PACs are one of the two most common heart rhythm abnormalities observed, the other being PVCs (premature ventricular contractions). They are frequently benign and require no treatment. However, in some cases they may be so frequent (over 15-20/minute) that they may cause the heart to beat inefficiently enough to cause symptoms which may need to be addressed. Occasionally, patients who have PACs may also have atrial fibrillation at other times.
PACs may occur singly, in pairs, in short runs or every other beat (bigeminy) and also may be aberrant or non-conducted. Examples of all of these are shown below. Patients who have these types of rhythm abnormalities may often refer to them as palpitations, skipped beats, hard beats, irregular beats, missing beats or extra beats. They may also complain of feeling dizzy or lightheaded or experience chest pain. Some patients may have no symptoms at all.
Just to reiterate, PACs are premature beats or beats occurring earlier than they should. Many patients describe them as skipped beats, because when they check their pulse, they don’t feel anything for a moment. However, your heart is not actually skipping or missing a beat. What is happening is that when a beat occurs prematurely, the normal volume of blood has not yet returned to your heart from the previous beat. So, even though your heart contracts, not enough blood has returned from the previous beat for it to pump the normal amount of blood. Because of reduced blood being pumped, it may feel like you have skipped a beat, but you have not, although the beat was certainly not as effective as a normal beat.
Patients frequently experience more of these palpitations at night or when they are relaxing. This is because when the natural pacemaker of the heart (the SA node) slows down, as it frequently will when you are relaxed, these ectopic (out of the wrong place) foci (point of origins) do not get reset soon enough to stop them.
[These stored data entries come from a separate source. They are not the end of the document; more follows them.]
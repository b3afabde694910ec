//! Identity operations: login and Admin-only user management.

use sea_orm::{ActiveValue, QueryFilter, QueryOrder, QuerySelect, prelude::*};

use crate::{
    LedgerError, ResultLedger, Role, Session, expense_tags, expenses, group_expenses,
    group_memberships, split_shares, users,
};

use super::{Engine, map_unique_violation};

/// User fields an Admin may update. Closed set: the field name is parsed
/// into this enum at the boundary, never spliced into a statement.
#[derive(Clone, Copy, Debug, PartialEq, Eq)]
pub enum UserField {
    Password,
    Role,
}

impl TryFrom<&str> for UserField {
    type Error = LedgerError;

    fn try_from(value: &str) -> Result<Self, Self::Error> {
        match value {
            "password" | "secret" => Ok(Self::Password),
            "role" => Ok(Self::Role),
            other => Err(LedgerError::Validation(format!(
                "invalid user field: {other}"
            ))),
        }
    }
}

impl Engine {
    /// Verifies credentials and returns the caller's [`Session`].
    ///
    /// Unknown user and wrong password are the same failure; nothing about
    /// which check failed is leaked.
    pub async fn login(&self, username: &str, password: &str) -> ResultLedger<Session> {
        let username = username.to_string();
        let password = password.to_string();
        self.with_tx(|_engine, db_tx| {
            Box::pin(async move {
                let denied = || LedgerError::Forbidden("invalid credentials".to_string());
                let user = users::Entity::find_by_id(username.clone())
                    .one(db_tx)
                    .await?
                    .ok_or_else(denied)?;
                if user.password != password {
                    return Err(denied());
                }
                Ok(Session {
                    username: user.username,
                    role: Role::try_from(user.role.as_str())?,
                })
            })
        })
        .await
    }

    /// Creates a user (Admin-only). Duplicate usernames are reported from
    /// the primary-key violation.
    pub async fn add_user(
        &self,
        session: &Session,
        username: &str,
        password: &str,
        role: Role,
    ) -> ResultLedger<()> {
        self.require_admin(session)?;
        let username = username.trim().to_string();
        if username.is_empty() {
            return Err(LedgerError::Validation(
                "username must not be empty".to_string(),
            ));
        }
        let password = password.to_string();
        self.with_tx(|_engine, db_tx| {
            Box::pin(async move {
                users::ActiveModel {
                    username: ActiveValue::Set(username.clone()),
                    password: ActiveValue::Set(password),
                    role: ActiveValue::Set(role.as_str().to_string()),
                }
                .insert(db_tx)
                .await
                .map_err(|err| map_unique_violation(err, &username))?;
                Ok(())
            })
        })
        .await
    }

    /// Updates a user's password or role (Admin-only).
    pub async fn update_user(
        &self,
        session: &Session,
        username: &str,
        field: UserField,
        value: &str,
    ) -> ResultLedger<()> {
        self.require_admin(session)?;
        let username = username.to_string();
        let value = value.to_string();
        self.with_tx(|engine, db_tx| {
            Box::pin(async move {
                engine.require_user_exists(db_tx, &username).await?;
                let mut active = users::ActiveModel {
                    username: ActiveValue::Set(username.clone()),
                    ..Default::default()
                };
                match field {
                    UserField::Password => {
                        if value.is_empty() {
                            return Err(LedgerError::Validation(
                                "password must not be empty".to_string(),
                            ));
                        }
                        active.password = ActiveValue::Set(value);
                    }
                    UserField::Role => {
                        let role = Role::try_from(value.as_str())?;
                        active.role = ActiveValue::Set(role.as_str().to_string());
                    }
                }
                active.update(db_tx).await?;
                Ok(())
            })
        })
        .await
    }

    /// Deletes a user (Admin-only).
    ///
    /// Personal expenses and group memberships go with the user. Deletion
    /// is refused while group financial history still references the user:
    /// split shares and group expenses keep their debtors.
    pub async fn delete_user(&self, session: &Session, username: &str) -> ResultLedger<()> {
        self.require_admin(session)?;
        let username = username.to_string();
        self.with_tx(|engine, db_tx| {
            Box::pin(async move {
                engine.require_user_exists(db_tx, &username).await?;

                let in_splits = split_shares::Entity::find()
                    .filter(split_shares::Column::UserId.eq(username.clone()))
                    .count(db_tx)
                    .await?;
                let created_group_expenses = group_expenses::Entity::find()
                    .filter(group_expenses::Column::CreatedBy.eq(username.clone()))
                    .count(db_tx)
                    .await?;
                if in_splits > 0 || created_group_expenses > 0 {
                    return Err(LedgerError::Consistency(format!(
                        "user {username} is referenced by group expense history"
                    )));
                }

                let expense_ids: Vec<i32> = expenses::Entity::find()
                    .select_only()
                    .column(expenses::Column::Id)
                    .filter(expenses::Column::UserId.eq(username.clone()))
                    .into_tuple()
                    .all(db_tx)
                    .await?;
                if !expense_ids.is_empty() {
                    expense_tags::Entity::delete_many()
                        .filter(expense_tags::Column::ExpenseId.is_in(expense_ids.clone()))
                        .exec(db_tx)
                        .await?;
                    expenses::Entity::delete_many()
                        .filter(expenses::Column::Id.is_in(expense_ids))
                        .exec(db_tx)
                        .await?;
                }

                group_memberships::Entity::delete_many()
                    .filter(group_memberships::Column::UserId.eq(username.clone()))
                    .exec(db_tx)
                    .await?;
                users::Entity::delete_by_id(username.clone()).exec(db_tx).await?;
                Ok(())
            })
        })
        .await
    }

    /// Lists all users as `(username, role)` pairs (Admin-only).
    pub async fn list_users(&self, session: &Session) -> ResultLedger<Vec<(String, String)>> {
        self.require_admin(session)?;
        self.with_tx(|_engine, db_tx| {
            Box::pin(async move {
                let rows = users::Entity::find()
                    .order_by_asc(users::Column::Username)
                    .all(db_tx)
                    .await?;
                Ok(rows.into_iter().map(|u| (u.username, u.role)).collect())
            })
        })
        .await
    }
}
The above is an example of a single, isolated PAC. The heart rate in this example is 79 beats per minute. The first three beats are normal, but the fourth beat occurs early. You can see the P wave right after the T wave of the previous beat. This beat occurs at a rate of 106 beats per minute. We know it is a PAC (instead of a PVC) because a P wave immediately precedes it and the QRS is a normal shape which means the beat originated in the upper chambers (atria) of the heart.
Pairs and brief runs of PACs
The above is an example where the underlying rhythm is Normal Sinus Rhythm at 75 beats per minute. In addition, it contains a PAC pair, a single PAC and a 3 beat run of PACs. The first beat is normal, then we have the PAC pair, then a normal beat, then a single PAC, then 2 normal beats, then a 3 beat run of PACs followed by a normal beat. If a run of PACs contains more than 3 beats it is called a PSVT or PAT.
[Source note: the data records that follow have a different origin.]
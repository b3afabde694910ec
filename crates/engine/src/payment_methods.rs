//! Payment method registry. Same lifecycle and normalization as categories.

use sea_orm::entity::prelude::*;

#[derive(Clone, Debug, PartialEq, DeriveEntityModel, Eq)]
#[sea_orm(table_name = "payment_methods")]
pub struct Model {
    #[sea_orm(primary_key)]
    pub id: i32,
    pub name: String,
}

#[derive(Copy, Clone, Debug, EnumIter, DeriveRelation)]
pub enum Relation {
    #[sea_orm(has_many = "super::expenses::Entity")]
    Expenses,
}

impl Related<super::expenses::Entity> for Entity {
    fn to() -> RelationDef {
        Relation::Expenses.def()
    }
}

impl ActiveModelBehavior for ActiveModel {}
//! CSV bulk transfer for the personal and group ledgers.
//!
//! Import is row-atomic: every data row runs as its own transaction, a bad
//! row is recorded in the report with its 1-based index and the batch keeps
//! going. Only an unreadable file aborts the whole import.

use std::path::Path;

use sea_orm::{QueryFilter, QueryOrder, prelude::*};
use serde::Deserialize;

use crate::{LedgerError, ResultLedger, Session, expenses, group_expenses, groups};

use super::Engine;
use super::expenses::{ExpenseRow, parse_date};
use super::groups::GroupExpenseRow;

/// Sort key for CSV exports, parsed from the shell's `sort-on` argument.
#[derive(Clone, Copy, Debug, PartialEq, Eq)]
pub enum ExportSort {
    Date,
    Amount,
    Category,
    PaymentMethod,
    Tags,
}

impl TryFrom<&str> for ExportSort {
    type Error = LedgerError;

    fn try_from(value: &str) -> Result<Self, Self::Error> {
        match value.trim().to_lowercase().as_str() {
            "date" => Ok(Self::Date),
            "amount" => Ok(Self::Amount),
            "category" => Ok(Self::Category),
            "payment_method" => Ok(Self::PaymentMethod),
            "tags" => Ok(Self::Tags),
            other => Err(LedgerError::Validation(format!(
                "unknown sort field \"{other}\""
            ))),
        }
    }
}

/// Outcome of a bulk import. `skipped` holds `(row index, reason)` pairs
/// for the rows that did not make it in; row indexes are 1-based over the
/// data rows, the header not counted.
#[derive(Clone, Debug, Default, PartialEq, Eq)]
pub struct ImportReport {
    pub imported: usize,
    pub skipped: Vec<(usize, String)>,
}

#[derive(Debug, Deserialize)]
struct ImportRow {
    amount: String,
    category: String,
    payment_method: String,
    date: String,
    #[serde(default)]
    description: Option<String>,
    #[serde(default)]
    tags: Option<String>,
}

#[derive(Debug, Deserialize)]
struct GroupImportRow {
    amount: String,
    category: String,
    payment_method: String,
    date: String,
    #[serde(default)]
    description: Option<String>,
    #[serde(default)]
    tags: Option<String>,
    #[serde(default)]
    participants: Option<String>,
}

fn split_list(raw: Option<&str>) -> Vec<String> {
    raw.map(|joined| {
        joined
            .split(',')
            .map(str::trim)
            .filter(|item| !item.is_empty())
            .map(str::to_string)
            .collect()
    })
    .unwrap_or_default()
}

fn open_error(path: &Path, err: csv::Error) -> LedgerError {
    LedgerError::Validation(format!("cannot open {}: {err}", path.display()))
}

fn write_error(path: &Path, err: impl std::fmt::Display) -> LedgerError {
    LedgerError::Validation(format!("cannot write {}: {err}", path.display()))
}

impl Engine {
    /// Imports personal expenses for the caller from a CSV file. Columns
    /// the exporter adds (`id`, `owner`) are ignored, so an exported file
    /// imports back as-is.
    pub async fn import_expenses(
        &self,
        session: &Session,
        path: &Path,
    ) -> ResultLedger<ImportReport> {
        let mut reader = csv::Reader::from_path(path).map_err(|err| open_error(path, err))?;
        let mut report = ImportReport::default();
        for (index, record) in reader.deserialize::<ImportRow>().enumerate() {
            let row_index = index + 1;
            match self.import_personal_row(session, record).await {
                Ok(()) => report.imported += 1,
                Err(err) => report.skipped.push((row_index, err.to_string())),
            }
        }
        tracing::info!(
            "imported {} row(s) from {}, skipped {}",
            report.imported,
            path.display(),
            report.skipped.len()
        );
        Ok(report)
    }

    async fn import_personal_row(
        &self,
        session: &Session,
        record: Result<ImportRow, csv::Error>,
    ) -> ResultLedger<()> {
        let row =
            record.map_err(|err| LedgerError::Validation(format!("malformed row: {err}")))?;
        let amount = row.amount.parse()?;
        let date = parse_date(&row.date)?;
        let tags = split_list(row.tags.as_deref());
        self.add_expense(
            session,
            amount,
            &row.category,
            &row.payment_method,
            date,
            row.description.as_deref(),
            &tags,
        )
        .await?;
        Ok(())
    }

    /// Imports shared expenses into one group. A row that names
    /// participants splits between them (plus the caller); a row without
    /// any splits between all current members.
    pub async fn import_group_csv(
        &self,
        session: &Session,
        group_name: &str,
        path: &Path,
    ) -> ResultLedger<ImportReport> {
        let mut reader = csv::Reader::from_path(path).map_err(|err| open_error(path, err))?;
        let mut report = ImportReport::default();
        for (index, record) in reader.deserialize::<GroupImportRow>().enumerate() {
            let row_index = index + 1;
            match self.import_group_row(session, group_name, record).await {
                Ok(()) => report.imported += 1,
                Err(err) => report.skipped.push((row_index, err.to_string())),
            }
        }
        tracing::info!(
            "imported {} group row(s) from {}, skipped {}",
            report.imported,
            path.display(),
            report.skipped.len()
        );
        Ok(report)
    }

    async fn import_group_row(
        &self,
        session: &Session,
        group_name: &str,
        record: Result<GroupImportRow, csv::Error>,
    ) -> ResultLedger<()> {
        let row =
            record.map_err(|err| LedgerError::Validation(format!("malformed row: {err}")))?;
        let amount = row.amount.parse()?;
        let date = parse_date(&row.date)?;
        let tags = split_list(row.tags.as_deref());
        let mut participants = split_list(row.participants.as_deref());
        if participants.is_empty() {
            participants = self.group_members(session, group_name).await?;
        }
        self.add_group_expense(
            session,
            amount,
            group_name,
            &row.category,
            &row.payment_method,
            date,
            row.description.as_deref(),
            &tags,
            &participants,
        )
        .await?;
        Ok(())
    }

    /// Exports the caller's ledger to a CSV file and returns the row
    /// count. An Admin exports every user's rows with a leading `owner`
    /// column; other callers get their own rows without it.
    pub async fn export_csv(
        &self,
        session: &Session,
        path: &Path,
        sort: ExportSort,
    ) -> ResultLedger<usize> {
        let with_owner = session.is_admin();
        let mut rows = self.export_rows(session).await?;
        sort_personal(&mut rows, sort);

        let mut writer = csv::Writer::from_path(path).map_err(|err| write_error(path, err))?;
        let mut header = vec!["id", "amount", "category", "payment_method", "date", "description", "tags"];
        if with_owner {
            header.insert(0, "owner");
        }
        writer
            .write_record(&header)
            .map_err(|err| write_error(path, err))?;
        for row in &rows {
            let mut record = vec![
                row.id.to_string(),
                row.amount.to_string(),
                row.category.clone(),
                row.payment_method.clone(),
                row.date.to_string(),
                row.description.clone().unwrap_or_default(),
                row.tags.join(","),
            ];
            if with_owner {
                record.insert(0, row.owner.clone());
            }
            writer
                .write_record(&record)
                .map_err(|err| write_error(path, err))?;
        }
        writer.flush().map_err(|err| write_error(path, err))?;
        Ok(rows.len())
    }

    /// Exports one group's ledger, group metadata and the per-row split
    /// attached. `participants` and `split_amounts` are comma-joined and
    /// positionally aligned.
    pub async fn export_group_csv(
        &self,
        session: &Session,
        group_name: &str,
        path: &Path,
        sort: ExportSort,
    ) -> ResultLedger<usize> {
        let (group, mut rows) = self.group_export_rows(session, group_name).await?;
        sort_group(&mut rows, sort);

        let mut writer = csv::Writer::from_path(path).map_err(|err| write_error(path, err))?;
        writer
            .write_record([
                "id",
                "amount",
                "category",
                "payment_method",
                "date",
                "description",
                "tags",
                "group",
                "group_description",
                "group_created",
                "created_by",
                "participants",
                "split_amounts",
            ])
            .map_err(|err| write_error(path, err))?;
        for row in &rows {
            let participants: Vec<&str> =
                row.splits.iter().map(|(name, _)| name.as_str()).collect();
            let amounts: Vec<String> =
                row.splits.iter().map(|(_, share)| share.to_string()).collect();
            writer
                .write_record([
                    row.id.to_string(),
                    row.amount.to_string(),
                    row.category.clone(),
                    row.payment_method.clone(),
                    row.date.to_string(),
                    row.description.clone().unwrap_or_default(),
                    row.tags.join(","),
                    group.name.clone(),
                    group.description.clone().unwrap_or_default(),
                    group.created_on.to_string(),
                    row.created_by.clone(),
                    participants.join(","),
                    amounts.join(","),
                ])
                .map_err(|err| write_error(path, err))?;
        }
        writer.flush().map_err(|err| write_error(path, err))?;
        Ok(rows.len())
    }

    async fn export_rows(&self, session: &Session) -> ResultLedger<Vec<ExpenseRow>> {
        let username = session.username.clone();
        let all_users = session.is_admin();
        self.with_tx(|engine, db_tx| {
            Box::pin(async move {
                let mut query = expenses::Entity::find().order_by_asc(expenses::Column::Id);
                if !all_users {
                    query = query.filter(expenses::Column::UserId.eq(username));
                }
                let models = query.all(db_tx).await?;
                engine.hydrate_expenses(db_tx, models).await
            })
        })
        .await
    }

    async fn group_export_rows(
        &self,
        session: &Session,
        group_name: &str,
    ) -> ResultLedger<(groups::Model, Vec<GroupExpenseRow>)> {
        let caller = session.clone();
        let group_name = group_name.to_string();
        self.with_tx(|engine, db_tx| {
            Box::pin(async move {
                let group = engine.require_group_by_name(db_tx, &group_name).await?;
                engine.require_group_access(db_tx, &group, &caller).await?;
                let models = group_expenses::Entity::find()
                    .filter(group_expenses::Column::GroupId.eq(group.id))
                    .order_by_asc(group_expenses::Column::Id)
                    .all(db_tx)
                    .await?;
                let rows = engine.hydrate_group_expenses(db_tx, &group, models).await?;
                Ok((group, rows))
            })
        })
        .await
    }
}

fn sort_personal(rows: &mut [ExpenseRow], sort: ExportSort) {
    match sort {
        ExportSort::Date => rows.sort_by(|a, b| a.date.cmp(&b.date)),
        ExportSort::Amount => rows.sort_by(|a, b| a.amount.cmp(&b.amount)),
        ExportSort::Category => rows.sort_by(|a, b| a.category.cmp(&b.category)),
        ExportSort::PaymentMethod => {
            rows.sort_by(|a, b| a.payment_method.cmp(&b.payment_method))
        }
        ExportSort::Tags => rows.sort_by(|a, b| a.tags.cmp(&b.tags)),
    }
}

fn sort_group(rows: &mut [GroupExpenseRow], sort: ExportSort) {
    match sort {
        ExportSort::Date => rows.sort_by(|a, b| a.date.cmp(&b.date)),
        ExportSort::Amount => rows.sort_by(|a, b| a.amount.cmp(&b.amount)),
        ExportSort::Category => rows.sort_by(|a, b| a.category.cmp(&b.category)),
        ExportSort::PaymentMethod => {
            rows.sort_by(|a, b| a.payment_method.cmp(&b.payment_method))
        }
        ExportSort::Tags => rows.sort_by(|a, b| a.tags.cmp(&b.tags)),
    }
}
The above is an example of bigeminal PACs. Bigeminal PACs are PACs which occur every other beat. Patients with bigeminal PACs that continue for a while (over 30 seconds), may feel lightheaded or faint. This is because as explained above, the premature beats are not pumping blood very effectively and the body is not receiving enough oxygen.
Aberrantly conducted PACs
The above example is a variation of a single PAC (the third beat) called an aberrant PAC. In this case, the beat does not look the same as the normal beats (which is usually the case with PACs), but through a number of clues, we know it is coming from above the ventricles. The reason it looks different is that the part of the conduction system that carries the impulse from the atria to the ventricles (the bundle branches) has not yet fully recovered from the previous beat (because this beat occurred early), causing the beat to be slowed down while traveling through one of the bundle branches. This slowing of the signal is what causes the shape to change since one of the ventricles begins to contract before the other ventricle.
The above example is a nonconducted PAC. The first three beats are normal, but if you look closely at the end of the T wave after the third beat (pointed out by the arrow), you will see a little notch not present in the other T waves. This is actually a P wave, but it does not get conducted to the ventricles, which in effect creates a skipped beat, since the ventricles do not contract. The atria contract, causing a P wave, but the ventricles do not. This is a nonconducted PAC. In this case it has likely occurred because the P wave came so early that the rest of the conduction system (the AV node and the bundle branches) did not have time to recover from the previous beat and could not transmit the impulse.